On May 5, the Honduran navy put a pilot aboard the Aqua Quest to guide it into port, according to a statement. However, the pilot ran the ship onto a sandbar. By the time the ship was freed, it was too late for the crew to file its paperwork. Officials told them to do so the next morning. The crew members were asleep when the navy boarded the ship.
Stephen Mayne, chief operating officer of Aqua Quest International, which operates the vessel, said Friday that the crew was invited by the government three months ago to clear the waters around Puerto Lempiro of debris that has collected over the years, making travel hazardous.
The crew was to turn salvaged wood over to the Hondurans, who were planning to use it to create 100 jobs in the town to make various crafts.
However, the Aqua Quest was stopped by the Honduran navy, which claimed the firearms on the ship were illegal and were about to be smuggled into the country.
Mayne, the brother of Robert and Michael Mayne, said the charges are false. Crew members carried firearms for protection against pirates, he said, and they had planned to turn the weapons in to the port captain once the ship docked. He said the Hondurans claim that the crew had an AK-47 assault rifle was untrue.
Of course we (carried guns), Mayne said. Itd be foolish to cruise without them. Those waters are pirate infested.
Mayne said the crew is in real danger while in prison, noting that guards fired shots at other prisoners earlier this week. According to news reports from USA Today and CNN, the crew has to pay prison officials $20 a day in order to be housed together.
Mayne couldnt guess why the Hondurans want the crew.
They shouldnt be (in prison), he said. (The crew) did everything by the book. Theyve been detained unlawfully by officials with suspect motives.

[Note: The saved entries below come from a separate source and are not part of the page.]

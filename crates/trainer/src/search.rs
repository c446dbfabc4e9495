//! Coefficient and rule-subset search
//!
//! Exhaustive, bounded enumeration scored by total absolute error. The best
//! candidate is the first one (in enumeration order) with the lowest error;
//! the parallel path reduces on `(error, index)` so it returns exactly what
//! the sequential loop would.

use rayon::prelude::*;
use reimburse_core::{total_error, Example, Formula, LinearRates, ModelError, OverrideRule};
use serde::{Deserialize, Serialize};
use std::cmp::Ordering;
use tracing::{debug, info, instrument};

use crate::errors::{Result, TrainerError};

/// Upper bound on base-rate combinations per grid
pub const MAX_GRID_CANDIDATES: usize = 20_000_000;
/// Upper bound on rule subsets per search
pub const MAX_RULE_SUBSETS: usize = 1_000_000;

const STEP_EPSILON: f64 = 1e-9;

/// Values one coefficient may take
#[derive(Debug, Clone, PartialEq, Serialize, Deserialize)]
#[serde(untagged)]
pub enum ParamRange {
    /// `start + i * step` for every `i` with the value `<= end`
    Stepped { start: f64, end: f64, step: f64 },
    /// Explicit list, evaluated in the given order
    Values(Vec<f64>),
}

impl ParamRange {
    pub fn stepped(start: f64, end: f64, step: f64) -> Self {
        ParamRange::Stepped { start, end, step }
    }

    pub fn fixed(value: f64) -> Self {
        ParamRange::Values(vec![value])
    }

    pub fn validate(&self, name: &str) -> Result<()> {
        match self {
            ParamRange::Stepped { start, end, step } => {
                if !(start.is_finite() && end.is_finite() && step.is_finite()) {
                    return Err(TrainerError::InvalidConfig(format!(
                        "{name}: bounds and step must be finite"
                    )));
                }
                if *step <= 0.0 {
                    return Err(TrainerError::InvalidConfig(format!(
                        "{name}: step must be positive, got {step}"
                    )));
                }
                if start > end {
                    return Err(TrainerError::InvalidConfig(format!(
                        "{name}: start {start} exceeds end {end}"
                    )));
                }
                // bounded before the cast; a saturated usize would overflow len()
                let count = stepped_count(*start, *end, *step);
                if count > MAX_GRID_CANDIDATES as f64 {
                    return Err(TrainerError::InvalidConfig(format!(
                        "{name}: {count} values exceed the grid limit"
                    )));
                }
            }
            ParamRange::Values(values) => {
                if values.is_empty() {
                    return Err(TrainerError::InvalidConfig(format!(
                        "{name}: value list is empty"
                    )));
                }
                if values.iter().any(|v| !v.is_finite()) {
                    return Err(TrainerError::InvalidConfig(format!(
                        "{name}: values must be finite"
                    )));
                }
            }
        }
        Ok(())
    }

    /// Number of values; assumes a validated range
    pub fn len(&self) -> usize {
        match self {
            ParamRange::Stepped { start, end, step } => {
                stepped_count(*start, *end, *step) as usize
            }
            ParamRange::Values(values) => values.len(),
        }
    }

    pub fn is_empty(&self) -> bool {
        self.len() == 0
    }

    /// Enumerated values. Stepped values are index based, so there is no
    /// accumulated drift over long ranges.
    pub fn values(&self) -> Vec<f64> {
        match self {
            ParamRange::Stepped { start, step, .. } => (0..self.len())
                .map(|i| start + i as f64 * step)
                .collect(),
            ParamRange::Values(values) => values.clone(),
        }
    }

    /// Spacing between neighbouring values, if there is more than one
    pub fn resolution(&self) -> Option<f64> {
        match self {
            ParamRange::Stepped { step, .. } => Some(*step),
            ParamRange::Values(values) => {
                let mut sorted = values.clone();
                sorted.sort_by(f64::total_cmp);
                sorted
                    .windows(2)
                    .map(|pair| pair[1] - pair[0])
                    .filter(|gap| *gap > 0.0)
                    .min_by(f64::total_cmp)
            }
        }
    }

    /// Finer range centered on `value`, spanning one old step either side
    pub fn around(&self, value: f64, divisor: f64) -> Self {
        match self.resolution() {
            Some(step) => ParamRange::Stepped {
                start: value - step,
                end: value + step,
                step: step / divisor,
            },
            None => ParamRange::fixed(value),
        }
    }
}
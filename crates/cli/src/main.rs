//! Travel reimbursement calculator
//!
//! Prints the reimbursement for one trip. Logs go to stderr so stdout
//! carries nothing but the amount.

use anyhow::{bail, Context, Result};
use clap::Parser;
use reimburse_core::{Formula, ReimbursementPredictor};
use reimburse_trainer::ModelArtifact;
use std::path::{Path, PathBuf};
use tracing::{debug, Level};
use tracing_subscriber::FmtSubscriber;

#[derive(Parser, Debug)]
#[command(name = "calculate-reimbursement")]
#[command(about = "Calculate the reimbursement for a business trip", long_about = None)]
#[command(version)]
struct Cli {
    /// Trip duration in days
    trip_duration_days: u32,

    /// Miles traveled
    #[arg(allow_negative_numbers = true)]
    miles_traveled: f64,

    /// Total receipts amount
    #[arg(allow_negative_numbers = true)]
    total_receipts_amount: f64,

    /// Fitted model artifact (model.json) to use instead of the built-in formula
    #[arg(long)]
    model: Option<PathBuf>,

    /// Verbose logging on stderr
    #[arg(short, long)]
    verbose: bool,
}

fn main() -> Result<()> {
    let cli = Cli::parse();

    let subscriber = FmtSubscriber::builder()
        .with_max_level(if cli.verbose { Level::DEBUG } else { Level::WARN })
        .with_target(false)
        .with_writer(std::io::stderr)
        .finish();
    tracing::subscriber::set_global_default(subscriber)
        .context("Failed to set tracing subscriber")?;

    let formula = match &cli.model {
        Some(path) => load_formula(path)?,
        None => Formula::fitted(),
    };
    debug!("Using formula '{}' with base {}", formula.name, formula.base);

    let amount = ReimbursementPredictor::new(formula)
        .predict(
            cli.trip_duration_days,
            cli.miles_traveled,
            cli.total_receipts_amount,
        )
        .context("Invalid trip")?;

    println!("{amount}");
    Ok(())
}

/// Load a fitted artifact, refusing one whose formula no longer matches its
/// recorded hash
fn load_formula(path: &Path) -> Result<Formula> {
    let artifact = ModelArtifact::load(path)
        .with_context(|| format!("Failed to load model {}", path.display()))?;
    if !artifact.verify()? {
        bail!(
            "Model {} does not match its recorded hash {}",
            path.display(),
            artifact.formula_hash
        );
    }
    debug!(
        "Loaded model fitted at {} (score {})",
        artifact.fitted_at, artifact.score.score
    );
    Ok(artifact.formula)
}

#[cfg(test)]
mod tests {
    use super::*;
    use clap::error::ErrorKind;
    use reimburse_core::{evaluate, Example, LinearRates};

    #[test]
    fn parses_three_positionals() {
        let cli = Cli::try_parse_from(["calculate-reimbursement", "8", "795", "1645.99"]).unwrap();
        assert_eq!(cli.trip_duration_days, 8);
        assert_eq!(cli.miles_traveled, 795.0);
        assert_eq!(cli.total_receipts_amount, 1645.99);
        assert!(cli.model.is_none());
    }

    #[test]
    fn wrong_argument_count_is_a_usage_error() {
        let err = Cli::try_parse_from(["calculate-reimbursement", "8", "795"]).unwrap_err();
        assert_eq!(err.kind(), ErrorKind::MissingRequiredArgument);
        assert_eq!(err.exit_code(), 2);

        let err = Cli::try_parse_from(["calculate-reimbursement", "8", "795", "1", "2"]).unwrap_err();
        assert_eq!(err.exit_code(), 2);
    }

    #[test]
    fn fractional_days_are_rejected() {
        assert!(Cli::try_parse_from(["calculate-reimbursement", "2.5", "10", "10"]).is_err());
    }

    #[test]
    fn negative_amounts_parse_then_fail_validation() {
        let cli = Cli::try_parse_from(["calculate-reimbursement", "3", "-5", "10"]).unwrap();
        assert!(ReimbursementPredictor::default()
            .predict(cli.trip_duration_days, cli.miles_traveled, cli.total_receipts_amount)
            .is_err());
    }

    #[test]
    fn loads_and_verifies_artifact() -> Result<()> {
        let dir = tempfile::tempdir()?;
        let formula = Formula::linear(LinearRates::new(100.0, 0.58, 1.0));
        let evaluation = evaluate(&formula, &[Example::new(8, 795.0, 1645.99, 644.69)], 1)?;
        let paths = ModelArtifact::new(formula.clone(), &evaluation)?.save(dir.path())?;

        assert_eq!(load_formula(&paths.model)?, formula);

        let mut tampered = ModelArtifact::load(&paths.model)?;
        tampered.formula.base.day_rate = 1.0;
        std::fs::write(&paths.model, reimburse_trainer::artifact::canonical_json_string(&tampered)?)?;
        assert!(load_formula(&paths.model).is_err());
        Ok(())
    }
}
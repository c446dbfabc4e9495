//! Deterministic jitter term
//!
//! Several historical formula variants add a small "variance" that looks
//! random but is a pure hash of the inputs. The integer arithmetic (floor,
//! modulo) is kept exact so a historical variant reproduces bit for bit.

use serde::{Deserialize, Serialize};

use crate::types::TripInput;

/// `h = (a*days + b*floor(miles) + c*floor(receipts*100)) mod m`,
/// contributing `(h - center) * scale`.
#[derive(Debug, Clone, Copy, PartialEq, Serialize, Deserialize)]
pub struct NoiseTerm {
    pub day_weight: i64,
    pub mile_weight: i64,
    pub cent_weight: i64,
    pub modulus: i64,
    pub center: i64,
    pub scale: f64,
}

impl NoiseTerm {
    /// Variant shipped with the historical calculator: range [-10, 8]
    pub const DECIMAL: NoiseTerm = NoiseTerm {
        day_weight: 3,
        mile_weight: 7,
        cent_weight: 11,
        modulus: 10,
        center: 5,
        scale: 2.0,
    };

    /// Variant used by the later optimizer runs: range [-14.4, 12.6]
    pub const HEX: NoiseTerm = NoiseTerm {
        day_weight: 7,
        mile_weight: 11,
        cent_weight: 13,
        modulus: 16,
        center: 8,
        scale: 1.8,
    };

    /// Raw bucket in `[0, modulus)`
    pub fn hash(&self, input: &TripInput) -> i64 {
        let whole_miles = input.miles.floor() as i64;
        let cents = (input.receipts * 100.0).floor() as i64;
        let h = i64::from(input.days)
            .wrapping_mul(self.day_weight)
            .wrapping_add(whole_miles.wrapping_mul(self.mile_weight))
            .wrapping_add(cents.wrapping_mul(self.cent_weight));
        h.rem_euclid(self.modulus.max(1))
    }

    pub fn adjustment(&self, input: &TripInput) -> f64 {
        (self.hash(input) - self.center) as f64 * self.scale
    }
}

#[cfg(test)]
mod tests {
    use super::*;

    #[test]
    fn hash_is_deterministic() {
        let input = TripInput::new(5, 516.0, 1878.49);
        assert_eq!(NoiseTerm::HEX.hash(&input), NoiseTerm::HEX.hash(&input));
    }

    #[test]
    fn decimal_variant_matches_hand_computation() {
        // 3*1 + 7*10 + 11*floor(25.5*100) = 3 + 70 + 28050 = 28123 -> 3
        let input = TripInput::new(1, 10.9, 25.5);
        assert_eq!(NoiseTerm::DECIMAL.hash(&input), 3);
        assert_eq!(NoiseTerm::DECIMAL.adjustment(&input), -4.0);
    }

    #[test]
    fn cents_use_floating_floor() {
        // 1.15 * 100 is 114.99999999999999 in binary floating point
        let input = TripInput::new(0, 0.0, 1.15);
        assert_eq!(NoiseTerm::HEX.hash(&input), (114 * 13) % 16);
    }

    #[test]
    fn adjustment_stays_in_range() {
        for days in 1..20 {
            for miles in [0.0, 13.7, 500.0, 1082.0] {
                let input = TripInput::new(days, miles, 321.45);
                let adj = NoiseTerm::HEX.adjustment(&input);
                assert!((-14.4..=12.6 + 1e-9).contains(&adj));
            }
        }
    }
}
//! MedPredict Server
//!
//! Serves the diabetes, heart, Parkinson's and common-disease models over
//! HTTP. All artifacts are loaded before the listener is bound; a missing
//! artifact aborts startup.

use anyhow::{Context, Result};
use clap::Parser;
use medpredict_models::ModelsConfig;
use medpredict_server::{create_router, AppState, ServerConfig};
use metrics_exporter_prometheus::PrometheusHandle;
use std::path::PathBuf;
use tokio::signal;
use tracing::{info, warn};

#[derive(Parser, Debug)]
#[command(name = "medpredict-server")]
#[command(about = "MedPredict health prediction API", long_about = None)]
struct Cli {
    /// Configuration file path
    #[arg(short, long, default_value = "server.yaml")]
    config: PathBuf,

    /// Models catalog (YAML)
    #[arg(short, long, env = "MEDPREDICT_MODELS_CONFIG")]
    models: Option<PathBuf>,

    /// Override the models catalog's base directory
    #[arg(long)]
    base_dir: Option<PathBuf>,

    /// Listen address
    #[arg(short = 'l', long, env = "HOST")]
    host: Option<String>,

    /// Listen port
    #[arg(short = 'P', long, env = "PORT")]
    port: Option<u16>,

    /// Key required in the x-api-key header
    #[arg(long, env = "MODEL_API_KEY", hide_env_values = true)]
    api_key: Option<String>,

    /// Debug mode
    #[arg(long, env = "DEBUG")]
    debug: bool,

    /// Enable verbose logging
    #[arg(short, long)]
    verbose: bool,
}

impl Cli {
    /// Apply command line and environment overrides
    fn apply(&self, config: &mut ServerConfig) {
        if let Some(host) = &self.host {
            config.host = host.clone();
        }
        if let Some(port) = self.port {
            config.port = port;
        }
        if let Some(api_key) = &self.api_key {
            config.api_key = api_key.clone();
        }
        if let Some(models) = &self.models {
            config.models_config = Some(models.clone());
        }
        config.debug |= self.debug;
    }
}

#[tokio::main]
async fn main() -> Result<()> {
    let cli = Cli::parse();

    let mut config = ServerConfig::load(&cli.config).context("Failed to load server config")?;
    cli.apply(&mut config);

    init_tracing(cli.verbose || config.debug);

    info!("Starting MedPredict Server");

    let mut models = ModelsConfig::load(config.models_config.as_deref())
        .context("Failed to load models config")?;
    if let Some(base_dir) = &cli.base_dir {
        models = models.with_base_dir(base_dir);
    }
    info!("Configured models: {}", models.model_keys().join(", "));

    let metrics_handle = init_metrics()?;

    let addr = config.socket_addr()?;
    let state = AppState::initialize(config, &models)
        .context("Model loading failed")?
        .with_metrics(metrics_handle);
    info!("Application state initialized successfully");

    let app = create_router(state);

    let listener = tokio::net::TcpListener::bind(addr).await?;
    info!("Listening on http://{}", addr);

    let shutdown = async {
        shutdown_signal().await;
        warn!("Shutdown signal received, stopping server...");
    };

    axum::serve(listener, app)
        .with_graceful_shutdown(shutdown)
        .await?;

    info!("Server shutdown complete");
    Ok(())
}

/// Listen for shutdown signals (SIGTERM, SIGINT)
async fn shutdown_signal() {
    let ctrl_c = async {
        if let Err(e) = signal::ctrl_c().await {
            warn!("Failed to install Ctrl+C handler: {}", e);
            std::future::pending::<()>().await;
        }
    };

    #[cfg(unix)]
    let terminate = async {
        match signal::unix::signal(signal::unix::SignalKind::terminate()) {
            Ok(mut sigterm) => {
                sigterm.recv().await;
            }
            Err(e) => {
                warn!("Failed to install SIGTERM handler: {}", e);
                std::future::pending::<()>().await;
            }
        }
    };

    #[cfg(not(unix))]
    let terminate = std::future::pending::<()>();

    tokio::select! {
        _ = ctrl_c => {},
        _ = terminate => {},
    }
}

/// Initialize tracing/logging
fn init_tracing(verbose: bool) {
    use tracing_subscriber::{layer::SubscriberExt, util::SubscriberInitExt, EnvFilter};

    let filter = if verbose {
        EnvFilter::new("medpredict=debug,tower_http=debug")
    } else {
        EnvFilter::try_from_default_env().unwrap_or_else(|_| EnvFilter::new("medpredict=info"))
    };

    tracing_subscriber::registry()
        .with(filter)
        .with(tracing_subscriber::fmt::layer())
        .init();
}

/// Initialize metrics exporter and return handle for rendering
fn init_metrics() -> Result<PrometheusHandle> {
    use metrics_exporter_prometheus::PrometheusBuilder;

    let handle = PrometheusBuilder::new()
        .install_recorder()
        .map_err(|e| anyhow::anyhow!("Failed to install metrics: {}", e))?;

    metrics::describe_counter!(
        "medpredict_requests_total",
        "Total number of prediction requests by domain"
    );
    metrics::describe_counter!(
        "medpredict_degraded_inputs_total",
        "Requests with unrecognized answers replaced by sentinels"
    );
    metrics::describe_histogram!(
        "medpredict_inference_latency_us",
        metrics::Unit::Microseconds,
        "Model inference latency in microseconds by domain"
    );
    metrics::describe_counter!("medpredict_errors_total", "Total number of errors by kind");

    info!("Metrics exporter initialized");
    Ok(handle)
}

Mayne said it was the first time the crew has worked in Honduras, though the invitation to work there came three years ago as part of an open for business campaign by the government.
A fund has been set up at http://tinyurl.com/mynmqtn by family and friends to help defray the cost of legal fees. So far, $3,568 has been raised toward a goal of $18,500.
Mayne is worried that other American companies will sail to Honduras as part of the campaign. Last week the government was soliciting Florida-based cruise lines to add Honduras to their routes. Mayne said hes concerned what might happen to a cruise ship filled with hundreds of Americans.
He said they are seeking help from U.S. lawmakers in their bid to help free the prisoners.